Really, it’s quite pointless to try and dismantle this apparatus of bogosity using reason – because as I think I’ve already pointed out: it rests securely on an unshakeable faith. Not just faith in medicine, but another form of faith as well: faith in the market. Indeed, the more you compare the two kinds of faith, the more neoliberalism and medical science seem to have been seamlessly merged into a syncretic religion it would take a Dun Scotus to unpick. One way of understanding this syncretism is through the concept of commoditisation: with medical science playing the part of commoditising the human body; but I think a more productive heuristic comes from sociology, and takes the form of professional closure. Certainly doctors have been creating diseases for as long as there’s been medicine, but it’s only since the profession achieved effective closure that those diseases have become endemic – indeed, have become wholly unnoticed as being iatrogenic (that is, caused by treatment) at all. Surely this can only be because we have become so inured to the other effects of professional closure in our society: looked at through the paradigm of medicine, what are the periodic crises of late capitalism if not the iatrogenic diseases produced by financiers, financial analysts and economists? And just as miscarriages of justice and our metastasising prison system are a function of the legal profession’s closure; so substandard foods, stuffed with salt and sugar, owe their existence to highly-respected members of the food-processing industry. We are all inhabitants now of Planet Iatrogenic: a strange dirt ball indeed, where the billions of beings conjured into longevity by drugs and phosphates are subjected to the unintended malaises consequent upon their own expertise. As I was making my argument at the debate I became increasingly conscious of a vocal claque on the left side of the hall who were in no mood to listen: they heckled, they groaned – they particularly objected to my talking of the ‘faith’ patients have in their doctors. When the final vote was taken it transpired there had been a massive swing to those opposing the motion, so that Darian Leader and I lost.
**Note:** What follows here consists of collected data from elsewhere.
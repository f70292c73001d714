/// Static tile grid and the collision queries actors move against.
///
/// World coordinates map onto cells by integer division by the tile size.
/// Anything outside the grid counts as solid, so a bad query can never index
/// past the map.

use tracing::trace;

use crate::error::MapError;

#[derive(Clone, Copy, Debug, PartialEq, Eq)]
pub enum Tile {
    Floor,
    Wall,
}

impl Tile {
    fn from_cell(value: u8) -> Option<Tile> {
        match value {
            0 => Some(Tile::Floor),
            1 => Some(Tile::Wall),
            _ => None,
        }
    }
}

/// Reference 9 × 14 layout: a closed room with an obstruction along row 2
/// and a partition down column 8.
pub const REFERENCE_LAYOUT: [[u8; 14]; 9] = [
    [1, 1, 1, 1, 1, 1, 1, 1, 1, 1, 1, 1, 1, 1],
    [1, 0, 0, 0, 0, 0, 0, 0, 0, 0, 0, 0, 0, 1],
    [1, 0, 0, 0, 1, 1, 1, 1, 0, 0, 0, 1, 0, 1],
    [1, 0, 0, 0, 0, 0, 0, 0, 1, 0, 0, 0, 0, 1],
    [1, 0, 0, 0, 0, 0, 0, 0, 1, 0, 0, 0, 0, 1],
    [1, 0, 0, 0, 0, 0, 0, 0, 1, 0, 0, 0, 0, 1],
    [1, 0, 0, 0, 0, 0, 0, 0, 1, 0, 0, 0, 0, 1],
    [1, 0, 0, 0, 0, 0, 0, 0, 1, 0, 0, 0, 0, 1],
    [1, 1, 1, 1, 1, 1, 1, 1, 1, 1, 1, 1, 1, 1],
];

/// Immutable grid of tiles, stored row-major.
#[derive(Clone, Debug)]
pub struct TileMap {
    tiles: Vec<Tile>,
    rows: usize,
    cols: usize,
    tile_size: f32,
}

impl TileMap {
    /// Build a map from rows of `0` (floor) / `1` (wall) cells.
    pub fn from_rows<R: AsRef<[u8]>>(rows: &[R], tile_size: f32) -> Result<TileMap, MapError> {
        let cols = rows.first().map(|r| r.as_ref().len()).unwrap_or(0);
        if cols == 0 {
            return Err(MapError::Empty);
        }

        let mut tiles = Vec::with_capacity(rows.len() * cols);
        for (row, cells) in rows.iter().enumerate() {
            let cells = cells.as_ref();
            if cells.len() != cols {
                return Err(MapError::Ragged {
                    row,
                    expected: cols,
                    found: cells.len(),
                });
            }
            for (col, &value) in cells.iter().enumerate() {
                let tile = Tile::from_cell(value).ok_or(MapError::UnknownTile { row, col, value })?;
                tiles.push(tile);
            }
        }

        Ok(TileMap {
            tiles,
            rows: rows.len(),
            cols,
            tile_size,
        })
    }

    pub fn reference(tile_size: f32) -> TileMap {
        TileMap {
            tiles: REFERENCE_LAYOUT
                .iter()
                .flatten()
                .map(|&v| if v == 1 { Tile::Wall } else { Tile::Floor })
                .collect(),
            rows: REFERENCE_LAYOUT.len(),
            cols: REFERENCE_LAYOUT[0].len(),
            tile_size,
        }
    }

    pub fn rows(&self) -> usize {
        self.rows
    }

    pub fn cols(&self) -> usize {
        self.cols
    }

    pub fn tile_size(&self) -> f32 {
        self.tile_size
    }

    pub fn world_width(&self) -> f32 {
        self.cols as f32 * self.tile_size
    }

    pub fn world_height(&self) -> f32 {
        self.rows as f32 * self.tile_size
    }

    pub fn tile(&self, row: usize, col: usize) -> Option<Tile> {
        if row < self.rows && col < self.cols {
            Some(self.tiles[row * self.cols + col])
        } else {
            None
        }
    }

    /// Grid cell `(row, col)` containing a world point, if it lies on the map.
    pub fn cell_at(&self, x: f32, y: f32) -> Option<(usize, usize)> {
        if !x.is_finite() || !y.is_finite() || x < 0.0 || y < 0.0 {
            return None;
        }
        let col = (x / self.tile_size).floor() as usize;
        let row = (y / self.tile_size).floor() as usize;
        (row < self.rows && col < self.cols).then_some((row, col))
    }

    /// True if the world point lies in a wall or off the grid.
    pub fn is_blocked(&self, x: f32, y: f32) -> bool {
        match self.cell_at(x, y).and_then(|(row, col)| self.tile(row, col)) {
            Some(tile) => tile == Tile::Wall,
            None => {
                trace!(x, y, "tile query outside the grid");
                true
            }
        }
    }

    /// Corner-sampled occupancy test for a rectangle anchored at its top-left.
    ///
    /// Only the four corners are checked, so a box wider than a tile can
    /// straddle a one-tile wall without seeing it.
    pub fn can_occupy(&self, x: f32, y: f32, width: f32, height: f32) -> bool {
        let corners = [
            (x, y),
            (x + width, y),
            (x, y + height),
            (x + width, y + height),
        ];
        corners.iter().all(|&(cx, cy)| !self.is_blocked(cx, cy))
    }

    /// Iterate `(row, col, tile)` over the whole grid.
    pub fn cells(&self) -> impl Iterator<Item = (usize, usize, Tile)> + '_ {
        self.tiles
            .iter()
            .enumerate()
            .map(move |(i, &tile)| (i / self.cols, i % self.cols, tile))
    }
}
A couple of days later the organisers of the debate sent me an email from a woman in the audience who had heard someone near her say that he had registered as ‘undecided’ at the beginning of the debate simply so he could vote against it at the end. As this informant tuned in to the conversations around her she realised that this man was not alone: there was a significant section of the audience who were doing the same thing. Who were these people who were so determined to rig a public debate in favour of the psychiatric profession and its associated drug dealers? I’m pretty certain that you can guess the answer – and I only hope it doesn’t shake your faith in them, because on Planet Iatrogenic faith is a matter of life and death.